■ **Information supplied**:
☆ ☆ ☆
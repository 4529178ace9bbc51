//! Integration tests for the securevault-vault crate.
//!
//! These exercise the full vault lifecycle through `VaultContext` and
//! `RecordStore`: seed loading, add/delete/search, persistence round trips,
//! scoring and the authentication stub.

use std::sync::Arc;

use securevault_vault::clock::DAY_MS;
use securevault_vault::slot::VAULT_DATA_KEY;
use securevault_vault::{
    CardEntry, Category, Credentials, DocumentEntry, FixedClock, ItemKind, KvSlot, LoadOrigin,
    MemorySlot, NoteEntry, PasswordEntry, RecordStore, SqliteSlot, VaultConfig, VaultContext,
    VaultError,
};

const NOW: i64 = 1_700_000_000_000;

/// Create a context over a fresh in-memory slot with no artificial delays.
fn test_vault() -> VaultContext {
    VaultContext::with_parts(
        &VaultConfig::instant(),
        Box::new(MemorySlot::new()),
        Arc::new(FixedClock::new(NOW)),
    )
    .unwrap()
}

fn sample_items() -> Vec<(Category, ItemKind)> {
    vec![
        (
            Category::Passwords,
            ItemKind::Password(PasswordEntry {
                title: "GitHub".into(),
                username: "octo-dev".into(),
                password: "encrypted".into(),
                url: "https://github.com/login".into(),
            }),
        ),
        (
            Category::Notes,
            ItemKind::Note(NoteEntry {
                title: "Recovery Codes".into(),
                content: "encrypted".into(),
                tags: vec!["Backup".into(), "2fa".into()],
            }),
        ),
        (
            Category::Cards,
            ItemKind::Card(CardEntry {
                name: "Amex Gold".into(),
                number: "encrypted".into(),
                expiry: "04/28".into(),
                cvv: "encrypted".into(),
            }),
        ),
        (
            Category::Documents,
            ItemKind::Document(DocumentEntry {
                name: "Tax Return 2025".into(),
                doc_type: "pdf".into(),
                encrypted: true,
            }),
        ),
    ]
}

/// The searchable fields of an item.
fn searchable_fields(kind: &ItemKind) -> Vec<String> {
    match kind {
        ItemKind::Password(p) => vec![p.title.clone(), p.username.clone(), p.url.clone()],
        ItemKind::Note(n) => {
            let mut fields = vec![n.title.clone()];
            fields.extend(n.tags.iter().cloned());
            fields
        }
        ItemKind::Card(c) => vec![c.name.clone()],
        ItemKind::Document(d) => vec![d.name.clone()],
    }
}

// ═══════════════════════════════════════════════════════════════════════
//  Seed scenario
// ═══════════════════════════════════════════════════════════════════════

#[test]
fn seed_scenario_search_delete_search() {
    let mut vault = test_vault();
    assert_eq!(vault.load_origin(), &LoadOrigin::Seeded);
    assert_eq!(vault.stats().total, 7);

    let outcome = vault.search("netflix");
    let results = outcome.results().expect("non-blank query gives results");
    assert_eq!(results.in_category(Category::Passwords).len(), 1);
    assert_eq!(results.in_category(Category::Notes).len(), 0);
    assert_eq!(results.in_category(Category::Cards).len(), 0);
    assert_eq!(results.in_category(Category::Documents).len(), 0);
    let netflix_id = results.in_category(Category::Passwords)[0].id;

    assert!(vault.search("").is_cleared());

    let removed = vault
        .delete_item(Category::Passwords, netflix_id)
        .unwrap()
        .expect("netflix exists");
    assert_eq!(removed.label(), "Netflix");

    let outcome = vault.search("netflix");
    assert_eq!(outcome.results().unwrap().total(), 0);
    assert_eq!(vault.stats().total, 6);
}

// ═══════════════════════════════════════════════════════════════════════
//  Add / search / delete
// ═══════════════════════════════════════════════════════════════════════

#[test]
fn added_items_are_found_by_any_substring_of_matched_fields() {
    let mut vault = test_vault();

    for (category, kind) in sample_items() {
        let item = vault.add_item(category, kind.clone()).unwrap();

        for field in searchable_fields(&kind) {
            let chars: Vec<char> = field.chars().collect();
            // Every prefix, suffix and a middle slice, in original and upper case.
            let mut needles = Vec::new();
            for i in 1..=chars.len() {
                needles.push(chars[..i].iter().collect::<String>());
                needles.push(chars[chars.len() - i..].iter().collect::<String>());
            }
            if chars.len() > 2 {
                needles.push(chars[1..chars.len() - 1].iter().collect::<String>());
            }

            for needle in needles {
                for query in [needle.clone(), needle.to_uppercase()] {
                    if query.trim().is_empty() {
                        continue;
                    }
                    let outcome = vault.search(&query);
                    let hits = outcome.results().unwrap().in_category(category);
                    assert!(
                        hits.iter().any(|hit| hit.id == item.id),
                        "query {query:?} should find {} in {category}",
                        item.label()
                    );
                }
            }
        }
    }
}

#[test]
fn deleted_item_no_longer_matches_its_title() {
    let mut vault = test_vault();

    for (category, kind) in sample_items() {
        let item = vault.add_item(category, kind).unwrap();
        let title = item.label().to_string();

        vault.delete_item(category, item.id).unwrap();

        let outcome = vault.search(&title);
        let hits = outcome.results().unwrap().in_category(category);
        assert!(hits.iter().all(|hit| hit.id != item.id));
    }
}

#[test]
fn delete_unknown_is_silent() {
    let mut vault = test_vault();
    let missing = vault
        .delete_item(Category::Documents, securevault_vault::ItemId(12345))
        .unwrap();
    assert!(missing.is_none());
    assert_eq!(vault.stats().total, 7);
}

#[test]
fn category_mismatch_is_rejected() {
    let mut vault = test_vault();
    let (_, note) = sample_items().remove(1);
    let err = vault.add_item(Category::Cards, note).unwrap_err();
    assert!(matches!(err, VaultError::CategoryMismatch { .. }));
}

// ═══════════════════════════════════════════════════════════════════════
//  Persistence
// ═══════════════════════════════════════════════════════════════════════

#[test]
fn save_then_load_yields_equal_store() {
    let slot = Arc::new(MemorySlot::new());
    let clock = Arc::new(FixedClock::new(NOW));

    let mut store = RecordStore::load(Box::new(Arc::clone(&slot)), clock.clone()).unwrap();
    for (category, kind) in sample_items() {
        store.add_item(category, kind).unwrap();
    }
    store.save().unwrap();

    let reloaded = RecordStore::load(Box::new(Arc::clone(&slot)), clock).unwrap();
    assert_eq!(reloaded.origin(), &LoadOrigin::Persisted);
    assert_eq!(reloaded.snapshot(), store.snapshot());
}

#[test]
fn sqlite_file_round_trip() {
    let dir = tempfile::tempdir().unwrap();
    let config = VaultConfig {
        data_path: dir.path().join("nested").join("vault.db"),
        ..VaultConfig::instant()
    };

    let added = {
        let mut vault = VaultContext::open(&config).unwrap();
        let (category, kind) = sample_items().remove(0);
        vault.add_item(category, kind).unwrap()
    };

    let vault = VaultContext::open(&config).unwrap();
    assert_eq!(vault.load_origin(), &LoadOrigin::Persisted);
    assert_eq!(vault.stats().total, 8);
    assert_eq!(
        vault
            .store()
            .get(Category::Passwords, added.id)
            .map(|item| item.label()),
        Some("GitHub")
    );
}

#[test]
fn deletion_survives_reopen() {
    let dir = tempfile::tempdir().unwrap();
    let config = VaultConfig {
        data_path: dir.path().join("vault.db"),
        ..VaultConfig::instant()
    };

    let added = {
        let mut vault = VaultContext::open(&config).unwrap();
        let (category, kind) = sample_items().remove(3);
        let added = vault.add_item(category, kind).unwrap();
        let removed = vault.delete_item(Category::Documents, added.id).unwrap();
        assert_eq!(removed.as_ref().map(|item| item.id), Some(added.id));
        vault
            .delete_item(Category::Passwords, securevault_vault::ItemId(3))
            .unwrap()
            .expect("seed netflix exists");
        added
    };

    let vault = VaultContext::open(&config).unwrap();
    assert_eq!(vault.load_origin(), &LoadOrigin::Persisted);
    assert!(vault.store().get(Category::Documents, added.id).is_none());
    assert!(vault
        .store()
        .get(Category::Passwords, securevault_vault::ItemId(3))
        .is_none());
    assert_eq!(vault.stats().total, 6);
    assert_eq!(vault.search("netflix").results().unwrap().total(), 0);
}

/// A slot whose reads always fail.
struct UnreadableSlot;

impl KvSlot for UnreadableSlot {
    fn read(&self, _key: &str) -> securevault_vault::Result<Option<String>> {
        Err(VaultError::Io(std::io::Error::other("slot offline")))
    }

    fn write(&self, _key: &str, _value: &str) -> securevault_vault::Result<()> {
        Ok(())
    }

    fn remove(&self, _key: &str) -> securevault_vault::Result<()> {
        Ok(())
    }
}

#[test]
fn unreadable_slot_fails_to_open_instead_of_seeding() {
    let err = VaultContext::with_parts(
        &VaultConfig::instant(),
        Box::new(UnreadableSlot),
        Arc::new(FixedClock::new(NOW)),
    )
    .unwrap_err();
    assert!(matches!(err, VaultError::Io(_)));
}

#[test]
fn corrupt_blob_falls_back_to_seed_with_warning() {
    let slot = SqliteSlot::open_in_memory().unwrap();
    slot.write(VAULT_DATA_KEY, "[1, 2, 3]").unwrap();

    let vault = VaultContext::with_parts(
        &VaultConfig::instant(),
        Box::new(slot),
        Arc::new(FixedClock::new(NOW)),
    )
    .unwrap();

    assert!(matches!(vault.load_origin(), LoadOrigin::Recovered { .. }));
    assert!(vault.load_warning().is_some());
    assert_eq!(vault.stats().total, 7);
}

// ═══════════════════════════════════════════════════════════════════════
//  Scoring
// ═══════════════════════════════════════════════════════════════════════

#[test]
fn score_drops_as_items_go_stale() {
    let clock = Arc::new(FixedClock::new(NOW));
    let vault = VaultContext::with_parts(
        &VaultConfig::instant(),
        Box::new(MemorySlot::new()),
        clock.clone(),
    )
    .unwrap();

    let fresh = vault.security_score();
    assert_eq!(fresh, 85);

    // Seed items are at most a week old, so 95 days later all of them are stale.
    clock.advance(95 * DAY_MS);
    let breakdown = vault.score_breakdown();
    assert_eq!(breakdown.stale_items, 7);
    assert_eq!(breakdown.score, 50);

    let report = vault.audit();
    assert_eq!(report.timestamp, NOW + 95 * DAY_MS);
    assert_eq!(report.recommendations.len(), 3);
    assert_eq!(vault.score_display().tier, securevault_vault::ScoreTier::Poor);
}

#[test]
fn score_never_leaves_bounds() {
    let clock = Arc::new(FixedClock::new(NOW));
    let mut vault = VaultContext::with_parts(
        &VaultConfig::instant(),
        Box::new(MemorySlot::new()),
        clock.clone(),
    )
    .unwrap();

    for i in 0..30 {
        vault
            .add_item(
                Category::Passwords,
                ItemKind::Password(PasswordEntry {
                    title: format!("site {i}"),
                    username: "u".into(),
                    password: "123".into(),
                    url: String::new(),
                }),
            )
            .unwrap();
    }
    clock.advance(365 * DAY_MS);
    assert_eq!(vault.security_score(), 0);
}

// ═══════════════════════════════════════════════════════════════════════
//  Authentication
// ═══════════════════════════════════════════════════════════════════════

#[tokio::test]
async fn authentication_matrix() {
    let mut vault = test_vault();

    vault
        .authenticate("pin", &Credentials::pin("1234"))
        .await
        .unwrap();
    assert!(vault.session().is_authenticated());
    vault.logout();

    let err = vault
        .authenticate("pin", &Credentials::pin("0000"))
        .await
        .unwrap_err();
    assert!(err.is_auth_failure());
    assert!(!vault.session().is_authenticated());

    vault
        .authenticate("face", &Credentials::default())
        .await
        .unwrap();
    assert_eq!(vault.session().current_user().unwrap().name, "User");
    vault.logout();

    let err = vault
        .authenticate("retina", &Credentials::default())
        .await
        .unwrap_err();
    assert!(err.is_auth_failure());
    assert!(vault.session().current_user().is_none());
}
☆ ☆ ☆
■ **Work item**:
This exercise needs every line of the listing that contains the word "collect".

■ **Expected answer**:
            let chars: Vec<char> = field.chars().collect();
                needles.push(chars[..i].iter().collect::<String>());
                needles.push(chars[chars.len() - i..].iter().collect::<String>());
                needles.push(chars[1..chars.len() - 1].iter().collect::<String>());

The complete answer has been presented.